When this is done I was thinking the majority of code would go in the abstract class LineSearchBasedOptimiser, as the only difference between BFGS, DFP, and conjugate gradient optimisation is the approximation of the inverse hessian.

I’m not going to be working on this for the next few weeks as I need to write up my project report (I have been working too much on pints have neglected it).

Best,
Alister

codecov · 2020-05-24T17:39:48Z

Codecov Report

Merging #1149 (4369b39) into master (a06ab88) will decrease coverage by 3.13%.
The diff coverage is 11.28%.

@@             Coverage Diff             @@
##            master    #1149      +/-   ##
===========================================
- Coverage   100.00%   96.86%   -3.14%     
===========================================
  Files           71       84      +13     
  Lines         7543     9050    +1507     
===========================================
+ Hits          7543     8766    +1223     
- Misses           0      284     +284

Impacted Files	Coverage Δ
pints/_optimisers/__init__.py	`60.12% <8.79%> (-39.88%)`	⬇️
pints/_optimisers/_lbfgs.py	`24.44% <24.44%> (ø)`
pints/__init__.py	`100.00% <100.00%> (ø)`
pints/_util.py	`100.00% <0.00%> (ø)`
pints/noise.py	`100.00% <0.00%> (ø)`
pints/_logger.py	`100.00% <0.00%> (ø)`
pints/_log_pdfs.py	`100.00% <0.00%> (ø)`
pints/_log_priors.py	`100.00% <0.00%> (ø)`
pints/_diagnostics.py	`100.00% <0.00%> (ø)`
... and 31 more

Continue to review full report at Codecov.

Legend - Click here to learn more
Δ = absolute <relative> (impact), ø = not affected, ? = missing data
Powered by Codecov.
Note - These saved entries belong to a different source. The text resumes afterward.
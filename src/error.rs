use thiserror::Error;

/// Failure to retrieve a listing page or a document.
#[derive(Debug, Error)]
pub enum RetrievalError {
    #[error("request to {url} failed: {source}")]
    Transport {
        url: String,
        #[source]
        source: reqwest::Error,
    },

    #[error("{url} returned HTTP {status}")]
    Status { url: String, status: u16 },
}

/// Fetched bytes that could not be turned into first-page text.
#[derive(Debug, Error)]
pub enum DocumentParseError {
    #[error("document is empty")]
    Empty,

    #[error("failed to load PDF: {0}")]
    Load(String),

    #[error("document has no pages")]
    NoPages,

    #[error("failed to extract text from page 1: {0}")]
    Text(String),
}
Last update a06ab88...4369b39. Read the comment docs.

alisterde · 2020-05-24T18:05:18Z

I've made a rookie mistake and used pythons 3 feature of specifying what type a variable should be in a function, Python 2 doesn't support it I'll fix before I next commit. And Docs are failing as I haven't included the added files and functions in the rst files yet (not sure which implementation we will eventually keep).

MichaelClerx · 2020-05-26T15:38:39Z

Thanks @alisterde ! Looks like a huge amount of work has already gone into this.
I'll try to carve out some time to look through this in detail, within the next few weeks. So it's quite ideal that you'll be busy with something else, from my point of view 😅

One thing that struck me when you described the hard to find bug: Could this be an issue of scale or tuning? Many methods don't seem to work at all unless you tune them right, e.g. by picking the correct step sizes. If you were testing on the logistic problem you may also have noticed that it's got massive differences in the parameter magnitudes, which can throw some methods; so best to start on e.g. an almost symmetrical parabola in 2d param space.

MichaelClerx · 2020-06-02T09:20:37Z

Wondering if we should split the line search parts off into a separate PR?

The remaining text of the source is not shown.